Centralspindlin is partially required for C. elegans anchor cell specification, vulval induction and morphogenesis

Caenorhabditis elegans vulval development is a relatively simple model of organ development whereby a signal from the overlying gonad induces three epithelial cells to undergo three rounds of cell division to generate 22 cells that make up the vulva. Specification of the vulval cell fates requires coordination between cell division and cell signaling via LIN-12/Notch and LET-23/EGFR pathways in the somatic gonad and the underlying epithelium. Here we characterize the role of the centralspindlin complex in vulval development. Centralspindlin, a heterotetramer of ZEN-4/KIF23 and CYK-4/RacGAP1, is essential for completion of cytokinesis during early embryonic cell divisions.
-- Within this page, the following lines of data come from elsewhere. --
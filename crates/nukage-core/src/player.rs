//! Player state and the closed per-player enumerations.
//!
//! A [`Player`] is the participant-side view of a player body [`Mobj`]:
//! ammo, armor, weapons, power-ups, keys, cheats, and the HUD counters the
//! renderer observes. The player and its body hold non-owning mutual
//! back-references; in this engine one never outlives the other.
//!
//! The per-ammo, per-weapon, and per-power tables are explicit mappings
//! from closed enumerations, matched exhaustively so a new kind cannot
//! silently fall through.

use bitflags::bitflags;
use serde::{Deserialize, Serialize};
use std::fmt;

use crate::entity::EntityId;
use crate::msg::MessageId;

/// Simulation tics per second.
pub const TICRATE: i32 = 35;

/// Maximum number of participants.
pub const MAX_PLAYERS: usize = 4;

/// Normal health cap for health items.
pub const MAX_HEALTH: i32 = 100;

/// Higher cap that bonus items may fill up to.
pub const BONUS_CAP: i32 = 200;

/// Bonus-flash frames added per accepted pickup.
pub const BONUS_ADD: i32 = 6;

/// Cap on the damage-flash counter.
pub const DAMAGE_FLASH_CAP: i32 = 100;

/// Index of a participant.
#[derive(
    Copy, Clone, PartialEq, Eq, PartialOrd, Ord, Hash, Serialize, Deserialize,
)]
pub struct PlayerId(usize);

impl PlayerId {
    /// Creates a `PlayerId` from a raw participant index.
    #[must_use]
    pub const fn new(index: usize) -> Self {
        Self(index)
    }

    /// Returns the raw index.
    #[must_use]
    pub const fn index(self) -> usize {
        self.0
    }
}

impl fmt::Debug for PlayerId {
    fn fmt(&self, f: &mut fmt::Formatter<'_>) -> fmt::Result {
        write!(f, "PlayerId({})", self.0)
    }
}

impl fmt::Display for PlayerId {
    fn fmt(&self, f: &mut fmt::Formatter<'_>) -> fmt::Result {
        write!(f, "{}", self.0)
    }
}

/// The four ammo kinds.
#[derive(Debug, Clone, Copy, PartialEq, Eq, Hash, Serialize, Deserialize)]
pub enum AmmoKind {
    /// Bullets, shared by the pistol and chaingun.
    Clip,
    /// Shotgun shells.
    Shell,
    /// Energy cells, shared by the plasma rifle and BFG.
    Cell,
    /// Rockets.
    Missile,
}

impl AmmoKind {
    /// All kinds, in table order.
    pub const ALL: [Self; 4] = [Self::Clip, Self::Shell, Self::Cell, Self::Missile];

    /// Units granted by one clip load of this kind.
    #[must_use]
    pub const fn clip_load(self) -> i32 {
        match self {
            Self::Clip => 10,
            Self::Shell => 4,
            Self::Cell => 20,
            Self::Missile => 1,
        }
    }

    /// Carrying capacity before a backpack doubles it.
    #[must_use]
    pub const fn base_max(self) -> i32 {
        match self {
            Self::Clip => 200,
            Self::Shell => 50,
            Self::Cell => 300,
            Self::Missile => 50,
        }
    }

    const fn idx(self) -> usize {
        match self {
            Self::Clip => 0,
            Self::Shell => 1,
            Self::Cell => 2,
            Self::Missile => 3,
        }
    }
}

/// The nine weapons.
#[derive(Debug, Clone, Copy, PartialEq, Eq, Hash, Serialize, Deserialize)]
pub enum WeaponKind {
    /// Bare fists; no ammo.
    Fist,
    /// Pistol.
    Pistol,
    /// Shotgun.
    Shotgun,
    /// Chaingun.
    Chaingun,
    /// Rocket launcher.
    RocketLauncher,
    /// Plasma rifle.
    PlasmaRifle,
    /// BFG 9000.
    Bfg9000,
    /// Chainsaw; no ammo, and its melee hits never knock targets back.
    Chainsaw,
    /// Super shotgun (Commercial only).
    SuperShotgun,
}

impl WeaponKind {
    /// The ammo kind this weapon consumes, if any.
    #[must_use]
    pub const fn ammo(self) -> Option<AmmoKind> {
        match self {
            Self::Fist | Self::Chainsaw => None,
            Self::Pistol | Self::Chaingun => Some(AmmoKind::Clip),
            Self::Shotgun | Self::SuperShotgun => Some(AmmoKind::Shell),
            Self::PlasmaRifle | Self::Bfg9000 => Some(AmmoKind::Cell),
            Self::RocketLauncher => Some(AmmoKind::Missile),
        }
    }

    const fn idx(self) -> usize {
        match self {
            Self::Fist => 0,
            Self::Pistol => 1,
            Self::Shotgun => 2,
            Self::Chaingun => 3,
            Self::RocketLauncher => 4,
            Self::PlasmaRifle => 5,
            Self::Bfg9000 => 6,
            Self::Chainsaw => 7,
            Self::SuperShotgun => 8,
        }
    }
}

/// Power-up countdown slots.
#[derive(Debug, Clone, Copy, PartialEq, Eq, Hash, Serialize, Deserialize)]
pub enum PowerKind {
    /// Damage negation below the 1000-damage threshold.
    Invulnerability,
    /// Berserk fists; lasts the rest of the level.
    Strength,
    /// Partial invisibility; also sets the body's shadow flag.
    Invisibility,
    /// Environmental damage protection.
    IronFeet,
    /// Full automap.
    Allmap,
    /// Light amplification.
    Infrared,
}

impl PowerKind {
    /// Countdown set when the power-up is granted.
    ///
    /// `Strength` and `Allmap` are flag-like: a value of 1 simply marks
    /// them active for the rest of the level.
    #[must_use]
    pub const fn duration(self) -> i32 {
        match self {
            Self::Invulnerability => 30 * TICRATE,
            Self::Invisibility | Self::IronFeet => 60 * TICRATE,
            Self::Infrared => 120 * TICRATE,
            Self::Strength | Self::Allmap => 1,
        }
    }

    const fn idx(self) -> usize {
        match self {
            Self::Invulnerability => 0,
            Self::Strength => 1,
            Self::Invisibility => 2,
            Self::IronFeet => 3,
            Self::Allmap => 4,
            Self::Infrared => 5,
        }
    }
}

/// The six key cards and skull keys.
#[derive(Debug, Clone, Copy, PartialEq, Eq, Hash, Serialize, Deserialize)]
pub enum KeyCard {
    /// Blue keycard.
    BlueCard,
    /// Yellow keycard.
    YellowCard,
    /// Red keycard.
    RedCard,
    /// Blue skull key.
    BlueSkull,
    /// Yellow skull key.
    YellowSkull,
    /// Red skull key.
    RedSkull,
}

impl KeyCard {
    const fn idx(self) -> usize {
        match self {
            Self::BlueCard => 0,
            Self::YellowCard => 1,
            Self::RedCard => 2,
            Self::BlueSkull => 3,
            Self::YellowSkull => 4,
            Self::RedSkull => 5,
        }
    }
}

/// Armor absorption tier.
#[derive(Debug, Clone, Copy, Default, PartialEq, Eq, Hash, Serialize, Deserialize)]
pub enum ArmorTier {
    /// No armor.
    #[default]
    None,
    /// Green armor: absorbs one third of incoming damage.
    Green,
    /// Blue armor: absorbs half of incoming damage.
    Blue,
}

impl ArmorTier {
    /// Armor points granted when a suit of this tier is picked up.
    #[must_use]
    pub const fn hits(self) -> i32 {
        match self {
            Self::None => 0,
            Self::Green => 100,
            Self::Blue => 200,
        }
    }

    /// Damage absorbed by this tier, truncating toward zero.
    #[must_use]
    pub const fn saved(self, damage: i32) -> i32 {
        match self {
            Self::None => 0,
            Self::Green => damage / 3,
            Self::Blue => damage / 2,
        }
    }
}

bitflags! {
    /// Cheat-mode bits.
    #[derive(Debug, Clone, Copy, Default, PartialEq, Eq, Serialize, Deserialize)]
    pub struct Cheats: u32 {
        /// God mode: negates damage below the 1000-damage threshold.
        const GOD_MODE = 0x01;
        /// No clipping.
        const NO_CLIP  = 0x02;
    }
}

/// Whether the participant is alive or awaiting respawn.
#[derive(Debug, Clone, Copy, Default, PartialEq, Eq, Serialize, Deserialize)]
pub enum PlayerState {
    /// Playing.
    #[default]
    Alive,
    /// Dead; the view follows the killer until respawn.
    Dead,
}

/// Per-participant state.
///
/// `health` mirrors the body mobj's health; every mutation in the pipelines
/// writes both sides.
#[derive(Debug, Clone, PartialEq, Serialize, Deserialize)]
pub struct Player {
    /// The body mobj this player controls.
    pub body: EntityId,
    /// Alive or dead.
    pub state: PlayerState,
    /// Health mirror of the body.
    pub health: i32,
    /// Armor point budget; bonus pickups may exceed `armor_type.hits()`.
    pub armor_points: i32,
    /// Live absorption tier; always consulted for the absorption fraction.
    pub armor_type: ArmorTier,
    ammo: [i32; 4],
    max_ammo: [i32; 4],
    owned: [bool; 9],
    /// Weapon currently raised.
    pub ready_weapon: WeaponKind,
    /// Weapon to switch to, if a change is pending.
    pub pending_weapon: Option<WeaponKind>,
    powers: [i32; 6],
    cards: [bool; 6],
    /// Active cheat bits.
    pub cheats: Cheats,
    /// Frames of pickup flash remaining.
    pub bonus_count: i32,
    /// Frames of damage flash remaining; capped at [`DAMAGE_FLASH_CAP`].
    pub damage_count: i32,
    /// Monsters killed.
    pub kill_count: u32,
    /// Counted items picked up.
    pub item_count: u32,
    /// Frags scored against each participant; own slot counts suicides and
    /// environment deaths.
    pub frags: [u32; MAX_PLAYERS],
    /// Transient HUD message key.
    pub message: Option<MessageId>,
    /// Whoever hurt this player last.
    pub attacker: Option<EntityId>,
    /// Set once the first backpack doubles the ammo maxima.
    pub backpack: bool,
}

impl Player {
    /// Creates a fresh player bound to a body mobj.
    #[must_use]
    pub fn new(body: EntityId) -> Self {
        let mut owned = [false; 9];
        owned[WeaponKind::Fist.idx()] = true;
        owned[WeaponKind::Pistol.idx()] = true;
        let mut ammo = [0; 4];
        ammo[AmmoKind::Clip.idx()] = 50;
        Self {
            body,
            state: PlayerState::Alive,
            health: MAX_HEALTH,
            armor_points: 0,
            armor_type: ArmorTier::None,
            ammo,
            max_ammo: [
                AmmoKind::Clip.base_max(),
                AmmoKind::Shell.base_max(),
                AmmoKind::Cell.base_max(),
                AmmoKind::Missile.base_max(),
            ],
            owned,
            ready_weapon: WeaponKind::Pistol,
            pending_weapon: None,
            powers: [0; 6],
            cards: [false; 6],
            cheats: Cheats::empty(),
            bonus_count: 0,
            damage_count: 0,
            kill_count: 0,
            item_count: 0,
            frags: [0; MAX_PLAYERS],
            message: None,
            attacker: None,
            backpack: false,
        }
    }

    /// Current stock of an ammo kind.
    #[must_use]
    pub const fn ammo(&self, kind: AmmoKind) -> i32 {
        self.ammo[kind.idx()]
    }

    /// Carrying capacity of an ammo kind.
    #[must_use]
    pub const fn max_ammo(&self, kind: AmmoKind) -> i32 {
        self.max_ammo[kind.idx()]
    }

    /// Sets the stock of an ammo kind, clamping into `0..=max`.
    pub fn set_ammo(&mut self, kind: AmmoKind, count: i32) {
        self.ammo[kind.idx()] = count.clamp(0, self.max_ammo[kind.idx()]);
    }

    /// Doubles the capacity of an ammo kind (backpack).
    pub(crate) fn double_max_ammo(&mut self, kind: AmmoKind) {
        self.max_ammo[kind.idx()] *= 2;
    }

    /// Whether the player owns a weapon.
    #[must_use]
    pub const fn owns_weapon(&self, weapon: WeaponKind) -> bool {
        self.owned[weapon.idx()]
    }

    /// Marks a weapon as owned.
    pub fn give_weapon_owned(&mut self, weapon: WeaponKind) {
        self.owned[weapon.idx()] = true;
    }

    /// Remaining tics of a power-up; 0 means inactive.
    #[must_use]
    pub const fn power(&self, kind: PowerKind) -> i32 {
        self.powers[kind.idx()]
    }

    /// Sets a power-up countdown.
    pub fn set_power(&mut self, kind: PowerKind, tics: i32) {
        self.powers[kind.idx()] = tics;
    }

    /// Whether a power-up is currently active.
    #[must_use]
    pub const fn power_active(&self, kind: PowerKind) -> bool {
        self.powers[kind.idx()] > 0
    }

    /// Whether the player holds a key.
    #[must_use]
    pub const fn has_card(&self, card: KeyCard) -> bool {
        self.cards[card.idx()]
    }

    /// Grants a key. Re-granting is a no-op.
    pub fn give_card(&mut self, card: KeyCard) {
        self.cards[card.idx()] = true;
    }

    /// True when god mode or an invulnerability sphere is shielding the
    /// player.
    #[must_use]
    pub fn is_invulnerable(&self) -> bool {
        self.cheats.contains(Cheats::GOD_MODE) || self.power_active(PowerKind::Invulnerability)
    }
}

#[cfg(test)]
mod tests {
    use super::*;

    fn player() -> Player {
        Player::new(EntityId::new(1))
    }

    #[test]
    fn fresh_player_loadout() {
        let p = player();
        assert_eq!(p.health, MAX_HEALTH);
        assert!(p.owns_weapon(WeaponKind::Fist));
        assert!(p.owns_weapon(WeaponKind::Pistol));
        assert!(!p.owns_weapon(WeaponKind::Shotgun));
        assert_eq!(p.ammo(AmmoKind::Clip), 50);
        assert_eq!(p.ammo(AmmoKind::Shell), 0);
        assert_eq!(p.max_ammo(AmmoKind::Cell), 300);
    }

    #[test]
    fn set_ammo_clamps_to_capacity() {
        let mut p = player();
        p.set_ammo(AmmoKind::Shell, 999);
        assert_eq!(p.ammo(AmmoKind::Shell), 50);
        p.set_ammo(AmmoKind::Shell, -5);
        assert_eq!(p.ammo(AmmoKind::Shell), 0);
    }

    #[test]
    fn ammoless_weapons_have_no_ammo_kind() {
        assert_eq!(WeaponKind::Fist.ammo(), None);
        assert_eq!(WeaponKind::Chainsaw.ammo(), None);
        assert_eq!(WeaponKind::Chaingun.ammo(), Some(AmmoKind::Clip));
    }

    #[test]
    fn armor_tier_fractions_truncate() {
        assert_eq!(ArmorTier::Green.saved(30), 10);
        assert_eq!(ArmorTier::Blue.saved(30), 15);
        assert_eq!(ArmorTier::Green.saved(2), 0);
        assert_eq!(ArmorTier::None.saved(100), 0);
    }

    #[test]
    fn god_mode_and_sphere_both_shield() {
        let mut p = player();
        assert!(!p.is_invulnerable());
        p.cheats.insert(Cheats::GOD_MODE);
        assert!(p.is_invulnerable());
        p.cheats.remove(Cheats::GOD_MODE);
        p.set_power(PowerKind::Invulnerability, 10);
        assert!(p.is_invulnerable());
    }

    #[test]
    fn keys_are_idempotent() {
        let mut p = player();
        assert!(!p.has_card(KeyCard::RedSkull));
        p.give_card(KeyCard::RedSkull);
        p.give_card(KeyCard::RedSkull);
        assert!(p.has_card(KeyCard::RedSkull));
    }

    #[test]
    fn serialization_roundtrip() {
        let mut p = player();
        p.set_ammo(AmmoKind::Cell, 40);
        p.give_card(KeyCard::BlueCard);
        let json = serde_json::to_string(&p).unwrap();
        let restored: Player = serde_json::from_str(&json).unwrap();
        assert_eq!(p, restored);
    }
}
We found that centralspindlin is required for completion of cytokinesis in the developing somatic gonad and hence specification of the LIN-3/EGF-secreting anchor cell (AC) critical for LET-23/EGFR-mediated vulval induction. However, the requirements for centralspindlin for cytokinesis during postembryonic development are incomplete as the AC is frequently specified, though often binucleate. The presence of the binucleate AC correlates with vulval induction demonstrating that LET-23/EGFR signaling is largely functional. Centralspindlin is also partially required for cytokinesis of the vulval cells where it is required for vulval morphogenesis rather than induction. We also found that the GAP domain of CYK-4/RacGAP1 required for contractile ring assembly during embryonic division is not essential for development of the somatic gonad and the vulva. Thus, there appears to be different requirements for centralspindlin during postembryonic development of the somatic gonad and vulva as compared to early embryogenesis.